University of Michigan forecasters hedged their bets Friday in the annual forecast of Michigan's economy, saying a lot depends on the fate of the North American Free Trade Agreement.
NAFTA negotiators are currently trying to reach agreement on what to do about the trade pact between the U.S., Canada and Mexico that created the seamless supply chain that now exists for automotive parts and production.
President Donald Trump has threatened to pull the U.S. out of NAFTA next year if Canada and Mexico do not agree to more favorable terms for the U.S.
In their annual forecast on the Michigan economy, delivered Friday morning in Ann Arbor, U-M economists said Michigan is well-positioned to ride out a NAFTA weakening or pullout by the U.S.
But a lot depends on how that happens. If the three nations impose significant new tariffs on each other's products — known as a "hard withdrawal" — the U-M forecasters expect that to cost Michigan 7,000 factory jobs by 2020 as automotive production shifts to China and elsewhere in Asia.
In a "soft withdrawal," in which there are no additional tariffs, the forecasters say Michigan might actually add 6,400 jobs by 2020 because of additional light truck production here.

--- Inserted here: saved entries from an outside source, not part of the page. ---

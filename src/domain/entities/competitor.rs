use crate::domain::values::ids::{CompetitorId, TeamId};
use crate::domain::values::position::Position;
use serde::{Deserialize, Serialize};

#[derive(Debug, Clone, PartialEq, Serialize, Deserialize)]
pub struct Competitor {
    pub id: CompetitorId,
    pub name: String,
    pub team: TeamId,
    pub position: Position,
}
//! Percentile accuracy of a single forecast.
//!
//! A pick is compared against what its position's peers actually scored.
//! The other players the same source picked in that position are left out
//! of the peer pool, so a source is never marked down for its own picks
//! beating each other. Distinct realized values are ranked best first and
//! the pick's rank is mapped linearly onto `[0, 1]`: the best value scores
//! 1.0 and the worst 0.0.

use std::collections::HashSet;

use crate::domain::entities::forecast::RankedForecast;
use crate::domain::snapshot::PeriodOutcomes;
use crate::domain::values::ids::CompetitorId;

/// Accuracy of `forecast` in `[0, 1]`, or `None` when the forecasted player
/// has no recorded outcome. A pool with fewer than two distinct values
/// cannot discriminate and scores 0.0.
pub fn evaluate_accuracy(
    forecast: &RankedForecast,
    peer_forecasts: &[RankedForecast],
    outcomes: &PeriodOutcomes,
) -> Option<f64> {
    let own_value = outcomes.value(forecast.competitor_id)?;

    let excluded: HashSet<CompetitorId> = peer_forecasts
        .iter()
        .filter(|p| {
            p.source == forecast.source
                && p.position == forecast.position
                && p.period_id == forecast.period_id
                && p.competitor_id != forecast.competitor_id
        })
        .map(|p| p.competitor_id)
        .collect();

    let mut pool: Vec<f64> = outcomes
        .in_position(forecast.position)
        .filter(|(id, _)| !excluded.contains(id))
        .map(|(_, value)| value)
        .collect();
    pool.push(own_value);

    let unique = unique_descending(pool);
    if unique.len() <= 1 {
        return Some(0.0);
    }

    let rank = unique.iter().filter(|v| **v > own_value).count() + 1;
    let size = unique.len() as f64;
    Some((size - rank as f64) / (size - 1.0))
}

fn unique_descending(mut values: Vec<f64>) -> Vec<f64> {
    values.sort_by(|a, b| b.total_cmp(a));
    values.dedup();
    values
}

"The imposition of a 25% tariff would spark a shift of nearly 1 million automobile assemblies away from Mexico primarily to China and elsewhere in Asia, but not to the U.S.," said Gabriel Ehrlich, director of U-M's Research Seminar in Quantitative Economics. "On the other hand, many light truck assemblies probably would move to the United States."
U-M economic forecasters Ehrlich, George Fulton, Donald Grimes, Daniil Manaenkov and Michael McWilliams prepared the report.
NAFTA concerns aside, the U-M forecast predicts that Michigan's economy, now in its ninth year of growth since the end of the Great Recession, will continue to expand, although more slowly than in recent years.
Some highlights from the forecast:
- Overall, the U-M economists expect Michigan to keep growing its workforce. After adding an estimated 41,900 jobs this year, Michigan should add another 40,900 in 2018 and 52,200 in 2019.
That works out to about a 1% annual growth rate, which marks a slowdown from the 1.7% annual growth the state enjoyed from summer 2009 to summer 2017.
"Since last year, the Michigan economy has pumped its brakes, with job growth posting an annual rate of 0.9% in the first three quarters of 2017," Fulton said.
But Michigan will have gained 670,500 jobs during the economic recovery from summer 2009 through the end of 2019, the economists said. That means that Michigan has added back about 80% of the jobs the state shed before and during the Great Recession years.
- Automotive production has peaked and U-M economists forecast light vehicle sales to decline from the record high of 17.5 million in 2016 to 17.1 million this year and in 2018, then dropping to 17 million in 2019.
Those are still robust levels of output by historical standards, but the forecast calls for a slight decline in manufacturing jobs in the near future. Michigan will lose 9,000 factory jobs over the two-year period through 2019. The Detroit Three market share will remain around 42% over that period.
"Michigan's economy has diversified over the last 20 years, which should make it easier for the state to add jobs even without employment growth in the manufacturing sector," Grimes said.
- The U-M economists see Michigan's unemployment rate dropping from an average of 4.4% this year to 4.2% next year and 4.1% in 2019.
Almost all of the job growth will come from five sectors outside of manufacturing. Those are construction; professional and business services; trade, transportation and utilities; private education and health services, and leisure and hospitality.
The big winner: professional and business services, often called the knowledge jobs of the future, which will add 37,300 jobs by 2019, amounting to about 40% of all the jobs Michigan adds. That will put a premium on an educated workforce with skills that are in demand.
But if the forecast presented Friday was mostly upbeat, there was a cloud shadowing the good news.
"It bears noting that the state had over 300,000 more employed in 2000 than it does today," McWilliams said. "The labor participation rate has drifted down further since the end of last year, meaning that a substantial part of the drop in the state's unemployment rate came from Michiganders exiting the labor force rather than finding jobs."